In Japan, Trump bonded once again with his old buddy “Shinzo” and reminisced about the early days of his presidency, when he was was surprised to learn “there were so many countries.” In China, he seemed as wide-eyed and awestruck by the pomp and pageantry as a six-year-old seeing the big Snoopy balloon at the Macy’s Thanksgiving Day Parade for the first time.

In fact, all the Asian countries went out of their way to put on a really big show for the president, making sure he knew that the show was bigger for him than any other president in history. They clearly saw that he was easily flattered and manipulated by watching his reaction to the trip to the Middle East earlier this year, when Saudi Arabia staged a glittering spectacle on his behalf and Trump glowed with visible pride that they recognized his greatness.

After all, he graciously responded later in June by shrugging off the Saudi-led blockade against Qatar, a longtime American ally, much to the surprise of his own Secretary of State. Saudi flattery is still paying off, with Trump apparently supporting Crown Prince Mohammed bin Salman’s arrest of his rivals, sending his right-hand man Jared Kushner to chew the fat with the young prince into the wee hours and later tweeting that he has “great confidence” in Prince Mohammed.

The Chinese clearly took a page from the Saudis’ book, feting Trump like a visiting emperor with nonstop accolades and what they called “state visit plus,” complete with the first tour of the Forbidden City ever offered to a visiting president, as well as parades, formal banquets and visits to the opera. Trump couldn’t have been happier, so much so that he pretty much decided that all of his complaints about Chinese trade practices on the campaign trail were actually the fault of his predecessors.

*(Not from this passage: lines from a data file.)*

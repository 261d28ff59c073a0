//! "Did you mean?" suggestions for misspelled extended attributes.
//!
//! Candidates within an edit-distance threshold scaled to the input
//! length are considered; the closest wins, ties going to the earlier
//! candidate.

/// Levenshtein edit distance, two-row formulation.
pub(crate) fn edit_distance(a: &str, b: &str) -> usize {
    let b_len = b.chars().count();
    if a.is_empty() {
        return b_len;
    }
    if b_len == 0 {
        return a.chars().count();
    }

    let mut prev_row: Vec<usize> = (0..=b_len).collect();
    let mut curr_row: Vec<usize> = vec![0; b_len + 1];

    for (i, a_char) in a.chars().enumerate() {
        curr_row[0] = i + 1;
        for (j, b_char) in b.chars().enumerate() {
            let cost = usize::from(a_char != b_char);
            curr_row[j + 1] = (prev_row[j + 1] + 1)
                .min(curr_row[j] + 1)
                .min(prev_row[j] + cost);
        }
        std::mem::swap(&mut prev_row, &mut curr_row);
    }

    prev_row[b_len]
}

fn threshold(name_len: usize) -> usize {
    match name_len {
        0 => 0,
        1..=2 => 1,
        3..=5 => 2,
        6..=10 => 3,
        n => (n / 2).min(5),
    }
}

/// Closest candidate within the threshold for `name`. Case differences
/// count as a single edit at most.
pub(crate) fn suggest_similar<'a>(
    name: &str,
    candidates: impl Iterator<Item = &'a str>,
) -> Option<&'a str> {
    if name.is_empty() {
        return None;
    }
    let limit = threshold(name.len());
    let lowered = name.to_ascii_lowercase();

    let mut best: Option<(&str, usize)> = None;
    for candidate in candidates {
        if name.len().abs_diff(candidate.len()) > limit {
            continue;
        }
        let distance = if candidate.eq_ignore_ascii_case(name) {
            1
        } else {
            edit_distance(&lowered, &candidate.to_ascii_lowercase())
        };
        if distance <= limit && best.map_or(true, |(_, d)| distance < d) {
            best = Some((candidate, distance));
        }
    }
    best.map(|(s, _)| s)
}

#[cfg(test)]
mod tests {
    use super::*;

    #[test]
    fn edit_distance_basics() {
        assert_eq!(edit_distance("", "abc"), 3);
        assert_eq!(edit_distance("abc", ""), 3);
        assert_eq!(edit_distance("kitten", "sitting"), 3);
        assert_eq!(edit_distance("Throws", "Throws"), 0);
    }

    #[test]
    fn suggests_closest_name() {
        let names = ["Throws", "GetterThrows", "SetterThrows", "Clamp"];
        assert_eq!(suggest_similar("Throw", names.iter().copied()), Some("Throws"));
        assert_eq!(suggest_similar("clamp", names.iter().copied()), Some("Clamp"));
    }

    #[test]
    fn no_suggestion_for_unrelated_name() {
        let names = ["Throws", "Clamp"];
        assert_eq!(suggest_similar("Frobnicate", names.iter().copied()), None);
        assert_eq!(suggest_similar("", names.iter().copied()), None);
    }
}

Trump didn’t come away with anything substantial. But his ego was stroked so masterfully that he believes that his “great chemistry” and “incredibly warm” feelings with Chinese President Xi Jinping are extraordinary accomplishments that solidify his place in the pantheon of great leaders. Indeed, Trump appears to think that all foreign policy rests on his own personal charisma and charm and that because these leaders are treating him like royalty they are all somehow in his power. The opposite, of course, is true.

As Peter Beinart pointed out in the Atlantic, this is a pattern with Trump. He insults foreign leaders mercilessly from afar but becomes obsequious and compliant in their presence. This goes back to his earliest such interaction during the 2016 campaign. Remember when he made that bizarre trip to Mexico to meet with President Enrique Peña Nieto and said it was a “great, great honor,” insisting he had “tremendous feelings” for the people he’d been demeaning for months as rapists and criminals? After that meeting, Trump flew straight to Phoenix and gave one of the most outrageously xenophobic speeches of his outrageously xenophobic campaign, praised by Ann Coulter as “the most magnificent speech ever given.” He is, in other words, a “sniveling coward,” in the words of no less an authority than Ted Cruz (now of course a loyal sycophant). It’s obvious that world leaders have figured this out.

There is one exception to this pattern, however. Trump’s relationship with Russian President Vladimir Putin is different. While Trump is just as unctuous in Putin’s presence as he is with other foreign leaders, he’s equally submissive from a distance. Indeed, he hasn’t said a harsh word about Putin or Russia for years and goes out of his way to defend the Moscow strongman. This trip was no exception.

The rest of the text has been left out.